## Your goal:
Find how many lines of the records hold the string "Option" and reply with only that total.

#### Dataset entries

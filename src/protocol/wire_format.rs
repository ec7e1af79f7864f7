//! Wire format encoding and decoding.
//!
//! A transfer announces its payload with a 4-byte header:
//! ```text
//! ┌────────────┬──────────────┐
//! │ Length     │ Payload      │
//! │ 4 bytes    │ length bytes │
//! │ uint32 LE  │              │
//! └────────────┴──────────────┘
//! ```
//! Header and payload form one contiguous stream that is cut into
//! blocks of at most [`MAX_BLOCK_SIZE`] bytes for transmission.
//!
//! All multi-byte integers are Little Endian.

/// Maximum block size in bytes (fixed, exactly 64).
pub const MAX_BLOCK_SIZE: usize = 64;

/// Header size in bytes (fixed, exactly 4).
pub const HEADER_SIZE: usize = 4;

/// Digest size in bytes (fixed, exactly 32).
pub const DIGEST_SIZE: usize = 32;

/// Transfer header announcing the payload length.
#[derive(Debug, Clone, Copy, PartialEq, Eq)]
pub struct Header {
    /// Payload length in bytes.
    pub payload_length: u32,
}

impl Header {
    /// Create a new header.
    pub fn new(payload_length: u32) -> Self {
        Self { payload_length }
    }

    /// Encode header to bytes (Little Endian).
    ///
    /// # Example
    ///
    /// ```
    /// use bulkwire::protocol::Header;
    ///
    /// let header = Header::new(300);
    /// assert_eq!(header.encode(), [0x2C, 0x01, 0x00, 0x00]);
    /// ```
    pub fn encode(&self) -> [u8; HEADER_SIZE] {
        self.payload_length.to_le_bytes()
    }

    /// Encode header into an existing buffer.
    ///
    /// # Panics
    ///
    /// Panics if buffer is smaller than `HEADER_SIZE` (4 bytes).
    pub fn encode_into(&self, buf: &mut [u8]) {
        debug_assert!(buf.len() >= HEADER_SIZE);
        buf[0..HEADER_SIZE].copy_from_slice(&self.encode());
    }

    /// Decode header from bytes (Little Endian).
    ///
    /// Returns `None` if buffer is too short.
    ///
    /// # Example
    ///
    /// ```
    /// use bulkwire::protocol::Header;
    ///
    /// let header = Header::decode(&[0x2C, 0x01, 0x00, 0x00]).unwrap();
    /// assert_eq!(header.payload_length, 300);
    /// ```
    pub fn decode(buf: &[u8]) -> Option<Self> {
        if buf.len() < HEADER_SIZE {
            return None;
        }
        Some(Self {
            payload_length: u32::from_le_bytes([buf[0], buf[1], buf[2], buf[3]]),
        })
    }
}

/// Integrity digest the device returns for a completed transfer.
///
/// Opaque to the host. Rendered as lowercase hex via `Display`.
#[derive(Debug, Clone, Copy, PartialEq, Eq)]
pub struct Digest([u8; DIGEST_SIZE]);

impl Digest {
    /// Build a digest from a response of exactly [`DIGEST_SIZE`] bytes.
    ///
    /// Returns `None` for any other length.
    pub fn from_slice(bytes: &[u8]) -> Option<Self> {
        if bytes.len() != DIGEST_SIZE {
            return None;
        }
        let mut digest = [0u8; DIGEST_SIZE];
        digest.copy_from_slice(bytes);
        Some(Self(digest))
    }

    /// Get the raw digest bytes.
    #[inline]
    pub fn as_bytes(&self) -> &[u8; DIGEST_SIZE] {
        &self.0
    }
}

impl From<[u8; DIGEST_SIZE]> for Digest {
    fn from(bytes: [u8; DIGEST_SIZE]) -> Self {
        Self(bytes)
    }
}

impl AsRef<[u8]> for Digest {
    fn as_ref(&self) -> &[u8] {
        &self.0
    }
}

impl std::fmt::Display for Digest {
    fn fmt(&self, f: &mut std::fmt::Formatter<'_>) -> std::fmt::Result {
        f.write_str(&hex::encode(self.0))
    }
}

/// Decode a device response as text, one character per byte.
///
/// Device messages are raw bytes, not UTF-8; every byte maps to the
/// character with the same number.
///
/// # Example
///
/// ```
/// use bulkwire::protocol::response_text;
///
/// assert_eq!(response_text(b"Flash write failed"), "Flash write failed");
/// ```
pub fn response_text(bytes: &[u8]) -> String {
    bytes.iter().map(|&b| char::from(b)).collect()
}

########

## Task response:
2